■ PROBLEM REQUIREMENTS
Could you transcribe every entry exactly, leaving nothing out?

[Collected data entries]
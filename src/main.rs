// SPDX-FileCopyrightText: 2026 Bruno Meilick
// SPDX-License-Identifier: LicenseRef-Anchorroute-FreeUse-NoCopy-NoDerivatives
//
// All rights reserved.
//
// This file is part of Anchorroute and is proprietary software.
// Unauthorized copying, modification, or distribution is prohibited.

//! Anchorroute CLI entrypoint.
//!
//! Reads a JSON route request (or an array of them) and prints the routed polyline(s) as
//! JSON on stdout. Logs go to stderr and are filtered through `RUST_LOG`.
//!
//! Exit codes: `0` routed, `1` at least one route could not be found, `2` invalid input.

use std::io::Read;
use std::path::{Path, PathBuf};
use std::process::ExitCode;

use anchorroute::request::{execute_batch, request_schema, BatchEntry};
use anchorroute::{RequestDocument, RequestError};
use clap::Parser;
use serde::Serialize;
use tracing::{error, info};

#[derive(Debug, Parser)]
#[command(name = "anchorroute", version, about = "Route orthogonal traces around obstacles")]
struct Cli {
    /// Request file, or `-` for stdin.
    #[arg(required_unless_present = "schema")]
    request: Option<PathBuf>,

    /// Override the grid step size of every request.
    #[arg(long, value_name = "S")]
    step_size: Option<f64>,

    /// Override the search budget of every request.
    #[arg(long, value_name = "N")]
    max_expansions: Option<usize>,

    /// Pretty-print the response JSON.
    #[arg(long)]
    pretty: bool,

    /// Print the request JSON schema and exit.
    #[arg(long)]
    schema: bool,
}

fn init_logging() {
    use tracing_subscriber::fmt;
    use tracing_subscriber::prelude::*;
    use tracing_subscriber::EnvFilter;

    let env_filter = EnvFilter::try_from_default_env().unwrap_or_else(|_| EnvFilter::new("warn"));

    tracing_subscriber::registry()
        .with(env_filter)
        .with(fmt::layer().with_writer(std::io::stderr).with_target(false))
        .init();
}

fn read_request(path: &Path) -> Result<String, RequestError> {
    if path.as_os_str() == "-" {
        let mut input = String::new();
        std::io::stdin().read_to_string(&mut input)?;
        Ok(input)
    } else {
        Ok(std::fs::read_to_string(path)?)
    }
}

fn print_json<T: Serialize>(value: &T, pretty: bool) -> Result<(), RequestError> {
    let json = if pretty {
        serde_json::to_string_pretty(value)?
    } else {
        serde_json::to_string(value)?
    };
    println!("{json}");
    Ok(())
}

fn exit_code(err: &RequestError) -> ExitCode {
    if err.is_routing_failure() {
        ExitCode::from(1)
    } else {
        ExitCode::from(2)
    }
}

fn run(cli: Cli) -> Result<ExitCode, RequestError> {
    if cli.schema {
        print_json(&request_schema(), true)?;
        return Ok(ExitCode::SUCCESS);
    }

    let Some(path) = cli.request.as_ref() else {
        return Ok(ExitCode::from(2));
    };
    let mut document = RequestDocument::parse(&read_request(path)?)?;
    for request in document.requests_mut() {
        if let Some(step_size) = cli.step_size {
            request.options.step_size = step_size;
        }
        if let Some(max_expansions) = cli.max_expansions {
            request.options.max_expansions = max_expansions;
        }
    }

    match document {
        RequestDocument::Single(request) => {
            let response = request.execute()?;
            info!(vertices = response.vertex_count, length = response.length, "routed");
            print_json(&response, cli.pretty)?;
            Ok(ExitCode::SUCCESS)
        }
        RequestDocument::Batch(requests) => {
            let results = execute_batch(&requests);
            for err in results.iter().filter_map(|result| result.as_ref().err()) {
                error!(%err, "request failed");
            }
            let invalid = |result: &Result<_, RequestError>| {
                matches!(result, Err(err) if !err.is_routing_failure())
            };
            let code = if results.iter().any(invalid) {
                ExitCode::from(2)
            } else if results.iter().any(Result::is_err) {
                ExitCode::from(1)
            } else {
                ExitCode::SUCCESS
            };
            let entries = results.into_iter().map(BatchEntry::from).collect::<Vec<_>>();
            print_json(&entries, cli.pretty)?;
            Ok(code)
        }
    }
}

fn main() -> ExitCode {
    init_logging();
    let cli = Cli::parse();
    match run(cli) {
        Ok(code) => code,
        Err(err) => {
            error!(%err, "routing aborted");
            eprintln!("error: {err}");
            exit_code(&err)
        }
    }
}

■ EXERCISE RESPONSE
filename src/main.rs
// SPDX-FileCopyrightText: 2026 Bruno Meilick
// SPDX-License-Identifier: LicenseRef-Anchorroute-FreeUse-NoCopy-NoDerivatives
//
// All rights reserved.
//
// This file is part of Anchorroute and is proprietary software.
// Unauthorized copying, modification, or distribution is prohibited.

//! Anchorroute CLI entrypoint.
//!
//! Reads a JSON route request (or an array of them) and prints the routed polyline(s) as
//! JSON on stdout. Logs go to stderr and are filtered through `RUST_LOG`.
//!
//! Exit codes: `0` routed, `1` at least one route could not be found, `2` invalid input.

use std::io::Read;
use std::path::{Path, PathBuf};
use std::process::ExitCode;

use anchorroute::request::{execute_batch, request_schema, BatchEntry};
use anchorroute::{RequestDocument, RequestError};
use clap::Parser;
use serde::Serialize;
use tracing::{error, info};

#[derive(Debug, Parser)]
#[command(name = "anchorroute", version, about = "Route orthogonal traces around obstacles")]
struct Cli {
    /// Request file, or `-` for stdin.
    #[arg(required_unless_present = "schema")]
    request: Option<PathBuf>,

    /// Override the grid step size of every request.
    #[arg(long, value_name = "S")]
    step_size: Option<f64>,

    /// Override the search budget of every request.
    #[arg(long, value_name = "N")]
    max_expansions: Option<usize>,

    /// Pretty-print the response JSON.
    #[arg(long)]
    pretty: bool,

    /// Print the request JSON schema and exit.
    #[arg(long)]
    schema: bool,
}

fn init_logging() {
    use tracing_subscriber::fmt;
    use tracing_subscriber::prelude::*;
    use tracing_subscriber::EnvFilter;

    let env_filter = EnvFilter::try_from_default_env().unwrap_or_else(|_| EnvFilter::new("warn"));

    tracing_subscriber::registry()
        .with(env_filter)
        .with(fmt::layer().with_writer(std::io::stderr).with_target(false))
        .init();
}

fn read_request(path: &Path) -> Result<String, RequestError> {
    if path.as_os_str() == "-" {
        let mut input = String::new();
        std::io::stdin().read_to_string(&mut input)?;
        Ok(input)
    } else {
        Ok(std::fs::read_to_string(path)?)
    }
}

fn print_json<T: Serialize>(value: &T, pretty: bool) -> Result<(), RequestError> {
    let json = if pretty {
        serde_json::to_string_pretty(value)?
    } else {
        serde_json::to_string(value)?
    };
    println!("{json}");
    Ok(())
}

fn exit_code(err: &RequestError) -> ExitCode {
    if err.is_routing_failure() {
        ExitCode::from(1)
    } else {
        ExitCode::from(2)
    }
}

fn run(cli: Cli) -> Result<ExitCode, RequestError> {
    if cli.schema {
        print_json(&request_schema(), true)?;
        return Ok(ExitCode::SUCCESS);
    }

    let Some(path) = cli.request.as_ref() else {
        return Ok(ExitCode::from(2));
    };
    let mut document = RequestDocument::parse(&read_request(path)?)?;
    for request in document.requests_mut() {
        if let Some(step_size) = cli.step_size {
            request.options.step_size = step_size;
        }
        if let Some(max_expansions) = cli.max_expansions {
            request.options.max_expansions = max_expansions;
        }
    }

    match document {
        RequestDocument::Single(request) => {
            let response = request.execute()?;
            info!(vertices = response.vertex_count, length = response.length, "routed");
            print_json(&response, cli.pretty)?;
            Ok(ExitCode::SUCCESS)
        }
        RequestDocument::Batch(requests) => {
            let results = execute_batch(&requests);
            for err in results.iter().filter_map(|result| result.as_ref().err()) {
                error!(%err, "request failed");
            }
            let invalid = |result: &Result<_, RequestError>| {
                matches!(result, Err(err) if !err.is_routing_failure())
            };
            let code = if results.iter().any(invalid) {
                ExitCode::from(2)
            } else if results.iter().any(Result::is_err) {
                ExitCode::from(1)
            } else {
                ExitCode::SUCCESS
            };
            let entries = results.into_iter().map(BatchEntry::from).collect::<Vec<_>>();
            print_json(&entries, cli.pretty)?;
            Ok(code)
        }
    }
}

fn main() -> ExitCode {
    init_logging();
    let cli = Cli::parse();
    match run(cli) {
        Ok(code) => code,
        Err(err) => {
            error!(%err, "routing aborted");
            eprintln!("error: {err}");
            exit_code(&err)
        }
    }
}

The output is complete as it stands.